Oof, the tension in this scene is palpable. Which is really really good! You did a fantastic job of making this very stiff and very tense and very abrasive. This was especially lended to by details such as Sherlock's gray eyes and his chair scraping against the floor - all the little details of movement that collectively add up to the overall feeling of the room,

Also, A+ characterization of Sherlock for that scathing deduction dump. Very remniscent of the BBC version.

One of the issues I have though is with the first line. It just seems formal and very awkward, to be honest. Almost unnatural. There are actually a few spots throughout your writing where it just seems a bit too forced and old-timey.

For instance, the first line could be rewritten as:

The red numbers read out 5:30 and made Emily sigh heavily as she stared at them.

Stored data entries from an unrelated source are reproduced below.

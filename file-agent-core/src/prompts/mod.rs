pub mod system;

pub use system::{FormatFlags, generate_system_instruction};
use serde::{Deserialize, Serialize};
use serde_json::Value;

/// One structured instruction from the reasoning engine to run a named tool
#[derive(Debug, Clone, PartialEq, Serialize, Deserialize)]
pub struct OperationRequest {
    /// Unique within the assistant message that carries it
    pub id: String,
    pub name: String,
    pub arguments: Value,
}

impl OperationRequest {
    pub fn new(id: impl Into<String>, name: impl Into<String>, arguments: Value) -> Self {
        Self {
            id: id.into(),
            name: name.into(),
            arguments,
        }
    }
}

#[derive(Debug, Clone, PartialEq, Serialize, Deserialize)]
#[serde(tag = "role", rename_all = "snake_case")]
pub enum Message {
    System {
        text: String,
    },
    User {
        text: String,
    },
    Assistant {
        text: String,
        requests: Vec<OperationRequest>,
    },
    OperationResult {
        request_id: String,
        text: String,
    },
}

impl Message {
    pub fn is_system(&self) -> bool {
        matches!(self, Self::System { .. })
    }
}

/// Ordered conversation history for one run.
///
/// Messages are only ever appended; the single exception is the system
/// instruction, which [`ConversationState::seed_system`] places first.
#[derive(Debug, Clone, Default, PartialEq, Serialize, Deserialize)]
pub struct ConversationState {
    messages: Vec<Message>,
}

impl ConversationState {
    pub fn new() -> Self {
        Self::default()
    }

    /// Install a system instruction unless one is already present.
    ///
    /// Returns whether the instruction was added.
    pub fn seed_system(&mut self, text: impl Into<String>) -> bool {
        if self.messages.iter().any(Message::is_system) {
            return false;
        }
        self.messages.insert(0, Message::System { text: text.into() });
        true
    }

    /// Append a message. A system message goes through [`Self::seed_system`], so a
    /// second one is dropped rather than appended.
    pub fn push(&mut self, message: Message) {
        match message {
            Message::System { text } => {
                self.seed_system(text);
            }
            other => self.messages.push(other),
        }
    }

    pub fn push_user(&mut self, text: impl Into<String>) {
        self.push(Message::User { text: text.into() });
    }

    pub fn messages(&self) -> &[Message] {
        &self.messages
    }

    pub fn len(&self) -> usize {
        self.messages.len()
    }

    pub fn is_empty(&self) -> bool {
        self.messages.is_empty()
    }

    pub fn operation_results(&self) -> impl Iterator<Item = (&str, &str)> {
        self.messages.iter().filter_map(|message| match message {
            Message::OperationResult { request_id, text } => Some((request_id.as_str(), text.as_str())),
            _ => None,
        })
    }
}

/// What the reasoning engine wants to happen next
#[derive(Debug, Clone, PartialEq)]
pub enum Decision {
    FinalAnswer(String),
    Requests {
        /// Text the engine produced alongside the requests, often empty
        text: String,
        requests: Vec<OperationRequest>,
    },
}
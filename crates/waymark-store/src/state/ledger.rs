//! Persistent GUID activation ledger.
//!
//! A record `(guid, scope) -> timestamp` says a marker was consumed at that
//! instant. Whether it still suppresses the marker depends on the behavior's
//! reset period:
//!
//! - `Permanent`: any record suppresses
//! - `Day`: the record is at or after the most recent 00:00 UTC
//! - `Week`: the record is at or after the most recent Monday 07:30 UTC
//!
//! Records are upserted on consumption and never purged; a stale day or week
//! record simply stops suppressing.

use chrono::{DateTime, Datelike, Duration, NaiveTime, TimeZone, Utc};
use rusqlite::{Connection, OptionalExtension, params};
use serde::Serialize;
use tracing::{debug, instrument};
use waymark_core::{ResetPeriod, ScopeKey};

use crate::errors::Result;

/// Weekly reset time of day (UTC): 07:30.
const WEEKLY_RESET_SECS: u32 = 7 * 3600 + 30 * 60;

/// The most recent daily reset at or before `now` (00:00 UTC).
pub fn day_boundary(now: DateTime<Utc>) -> DateTime<Utc> {
    Utc.from_utc_datetime(&now.date_naive().and_time(NaiveTime::MIN))
}

/// The most recent weekly reset at or before `now` (Monday 07:30 UTC).
pub fn week_boundary(now: DateTime<Utc>) -> DateTime<Utc> {
    let days_since_monday = i64::from(now.weekday().num_days_from_monday());
    let monday = now.date_naive() - Duration::days(days_since_monday);
    let reset = NaiveTime::from_num_seconds_from_midnight_opt(WEEKLY_RESET_SECS, 0)
        .unwrap_or(NaiveTime::MIN);
    let candidate = Utc.from_utc_datetime(&monday.and_time(reset));
    if candidate > now {
        candidate - Duration::days(7)
    } else {
        candidate
    }
}

/// One stored consumption.
#[derive(Clone, Debug, PartialEq, Eq, Serialize)]
pub struct ActivationRecord {
    /// Marker GUID.
    pub guid: String,
    /// Scope the record applies to.
    pub scope: ScopeKey,
    /// When the marker was consumed.
    pub timestamp: DateTime<Utc>,
}

/// Ledger repository: stateless, every method takes `&Connection`.
pub struct ActivationLedger;

impl ActivationLedger {
    /// Whether a record for `(guid, scope)` still suppresses its marker.
    pub fn is_suppressed(
        conn: &Connection,
        guid: &str,
        period: ResetPeriod,
        scope: &ScopeKey,
        now: DateTime<Utc>,
    ) -> Result<bool> {
        let Some(stamp) = Self::timestamp(conn, guid, scope)? else {
            return Ok(false);
        };
        let suppressed = match period {
            ResetPeriod::Permanent => true,
            ResetPeriod::Day => stamp >= day_boundary(now).timestamp(),
            ResetPeriod::Week => stamp >= week_boundary(now).timestamp(),
        };
        Ok(suppressed)
    }

    /// Record a consumption at `now`, replacing any earlier timestamp.
    #[instrument(skip(conn, scope), fields(scope = %scope))]
    pub fn consume(
        conn: &Connection,
        guid: &str,
        scope: &ScopeKey,
        now: DateTime<Utc>,
    ) -> Result<()> {
        let _ = conn.execute(
            "INSERT INTO activations (guid, scope, timestamp) VALUES (?1, ?2, ?3)
             ON CONFLICT(guid, scope) DO UPDATE SET timestamp = excluded.timestamp",
            params![guid, scope.as_str(), now.timestamp()],
        )?;
        debug!("activation recorded");
        Ok(())
    }

    /// The stored record for `(guid, scope)`.
    pub fn record(
        conn: &Connection,
        guid: &str,
        scope: &ScopeKey,
    ) -> Result<Option<ActivationRecord>> {
        Ok(Self::timestamp(conn, guid, scope)?.map(|ts| ActivationRecord {
            guid: guid.to_owned(),
            scope: scope.clone(),
            timestamp: Utc.timestamp_opt(ts, 0).single().unwrap_or_default(),
        }))
    }

    /// Number of stored records, stale ones included.
    pub fn consumed_count(conn: &Connection) -> Result<u64> {
        let n: i64 = conn.query_row("SELECT COUNT(*) FROM activations", [], |row| row.get(0))?;
        Ok(n.unsigned_abs())
    }

    /// Every record for one GUID, across scopes.
    pub fn records_for(conn: &Connection, guid: &str) -> Result<Vec<ActivationRecord>> {
        let mut stmt = conn.prepare(
            "SELECT scope, timestamp FROM activations WHERE guid = ?1 ORDER BY scope",
        )?;
        let rows = stmt
            .query_map(params![guid], |row| {
                Ok((row.get::<_, String>(0)?, row.get::<_, i64>(1)?))
            })?
            .collect::<std::result::Result<Vec<_>, _>>()?;
        Ok(rows
            .into_iter()
            .map(|(scope, ts)| ActivationRecord {
                guid: guid.to_owned(),
                scope: ScopeKey::from_raw(scope),
                timestamp: Utc.timestamp_opt(ts, 0).single().unwrap_or_default(),
            })
            .collect())
    }

    fn timestamp(conn: &Connection, guid: &str, scope: &ScopeKey) -> Result<Option<i64>> {
        let ts = conn
            .query_row(
                "SELECT timestamp FROM activations WHERE guid = ?1 AND scope = ?2",
                params![guid, scope.as_str()],
                |row| row.get(0),
            )
            .optional()?;
        Ok(ts)
    }
}

// ─────────────────────────────────────────────────────────────────────────────
// Tests
// ─────────────────────────────────────────────────────────────────────────────
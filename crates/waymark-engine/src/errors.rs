//! Engine error types.

use thiserror::Error;
use waymark_store::StoreError;

/// Errors raised by the engine.
#[derive(Debug, Error)]
pub enum EngineError {
    /// A pack or state store operation failed.
    #[error("store error: {0}")]
    Store(#[from] StoreError),

    /// No pack is loaded under this name.
    #[error("pack not loaded: {0}")]
    PackNotLoaded(String),

    /// A pack with this name is already loaded.
    #[error("pack already loaded: {0}")]
    DuplicatePack(String),

    /// A reload checkpoint cannot be resumed while another reload runs.
    #[error("invalid reload state: {0}")]
    InvalidState(String),
}

/// Result type for engine operations.
pub type Result<T> = std::result::Result<T, EngineError>;

// ─────────────────────────────────────────────────────────────────────────────
// Tests
// ─────────────────────────────────────────────────────────────────────────────

#[cfg(test)]
mod tests {
    use super::*;

    #[test]
    fn display_messages() {
        assert_eq!(
            EngineError::PackNotLoaded("tekkit".into()).to_string(),
            "pack not loaded: tekkit"
        );
        assert_eq!(
            EngineError::DuplicatePack("tekkit".into()).to_string(),
            "pack already loaded: tekkit"
        );
        let store: EngineError = StoreError::CategoryNotFound("a.b".into()).into();
        assert!(store.to_string().starts_with("store error:"));
    }
}
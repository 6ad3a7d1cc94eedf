//! Live game state as seen by the engine.

use serde::{Deserialize, Serialize};
use waymark_core::Vec3;

/// One reading of the game's state.
#[derive(Clone, Debug, Default, PartialEq, Serialize, Deserialize)]
#[serde(rename_all = "camelCase")]
pub struct TelemetrySnapshot {
    /// Current map.
    pub map_id: u32,
    /// Server shard of the current map instance.
    pub shard_id: u32,
    /// Active character, when known.
    pub character: Option<String>,
    /// Player position in world coordinates.
    pub position: Vec3,
}

impl TelemetrySnapshot {
    /// A snapshot on `map_id` at the origin, shard 0, no character.
    pub fn on_map(map_id: u32) -> Self {
        Self {
            map_id,
            ..Self::default()
        }
    }

    /// Whether `other` is a different map instance.
    pub fn instance_differs(&self, other: &Self) -> bool {
        self.map_id != other.map_id || self.shard_id != other.shard_id
    }
}

/// Provider of telemetry readings.
pub trait TelemetrySource: Send {
    /// Current reading.
    fn snapshot(&self) -> TelemetrySnapshot;
}

/// A fixed, settable reading.
#[derive(Clone, Debug, Default)]
pub struct StaticTelemetry {
    current: TelemetrySnapshot,
}

impl StaticTelemetry {
    /// Wrap a snapshot.
    pub fn new(snapshot: TelemetrySnapshot) -> Self {
        Self { current: snapshot }
    }

    /// Move the player.
    pub fn set_position(&mut self, position: Vec3) {
        self.current.position = position;
    }

    /// Change map instance.
    pub fn set_map(&mut self, map_id: u32, shard_id: u32) {
        self.current.map_id = map_id;
        self.current.shard_id = shard_id;
    }

    /// Switch character.
    pub fn set_character(&mut self, name: Option<&str>) {
        self.current.character = name.map(str::to_owned);
    }
}

impl TelemetrySource for StaticTelemetry {
    fn snapshot(&self) -> TelemetrySnapshot {
        self.current.clone()
    }
}
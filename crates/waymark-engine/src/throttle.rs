//! Fixed-window request throttle.
//!
//! Admits at most `requests` acquisitions per `window`. The window starts at
//! the first admitted request and resets once it has fully elapsed.
//! [`RequestThrottle::try_acquire`] is pure over an explicit instant;
//! [`RequestThrottle::acquire`] sleeps on the tokio timer until admitted.

use std::time::{Duration, Instant};

use tracing::debug;
use waymark_settings::ThrottleSettings;

/// Requests-per-window bucket.
#[derive(Clone, Debug)]
pub struct RequestThrottle {
    requests: u32,
    window: Duration,
    window_start: Option<Instant>,
    used: u32,
}

impl RequestThrottle {
    /// A throttle admitting `requests` per `window`. `requests` is clamped
    /// to at least 1.
    pub fn new(requests: u32, window: Duration) -> Self {
        Self {
            requests: requests.max(1),
            window,
            window_start: None,
            used: 0,
        }
    }

    /// Build from settings.
    pub fn from_settings(settings: &ThrottleSettings) -> Self {
        Self::new(settings.requests, Duration::from_millis(settings.window_ms))
    }

    /// Admit a request at `now`, or report how long until the window resets.
    pub fn try_acquire(&mut self, now: Instant) -> Result<(), Duration> {
        match self.window_start {
            Some(start) if now.saturating_duration_since(start) < self.window => {
                if self.used < self.requests {
                    self.used += 1;
                    Ok(())
                } else {
                    Err(self.window - now.saturating_duration_since(start))
                }
            }
            _ => {
                self.window_start = Some(now);
                self.used = 1;
                Ok(())
            }
        }
    }

    /// Wait until a request is admitted.
    pub async fn acquire(&mut self) {
        loop {
            match self.try_acquire(Instant::now()) {
                Ok(()) => return,
                Err(wait) => {
                    debug!(wait_ms = wait.as_millis() as u64, "throttled");
                    tokio::time::sleep(wait).await;
                }
            }
        }
    }

    /// Requests left in the current window as of `now`.
    pub fn remaining(&self, now: Instant) -> u32 {
        match self.window_start {
            Some(start) if now.saturating_duration_since(start) < self.window => {
                self.requests - self.used
            }
            _ => self.requests,
        }
    }
}

// ─────────────────────────────────────────────────────────────────────────────
// Tests
// ─────────────────────────────────────────────────────────────────────────────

Or something to that affect. "Noticeably sigh" doesn't really work here because who is around to notice her sighing besides herself?

As well, this bit:

She pushed the thought out of her mind and let her shoulders slump as Emily slowly made her way out of bed.


I feel like Emily's name either needs to be removed or needs to be moved to the front of the sentence ("Emily pushed the thought of her mind and let her shoulders slump as she..."). It just seems like a bit of an awkward placement; there's no need to put Emily's name in the middle as we already infer who it is that's moving.

Other than that, those two nit-picky things, I don't have a lot to critique on this time. The tension and the pacing were both amazing and really set the scene, as did Emily dropping the tea and running at the end. Great job.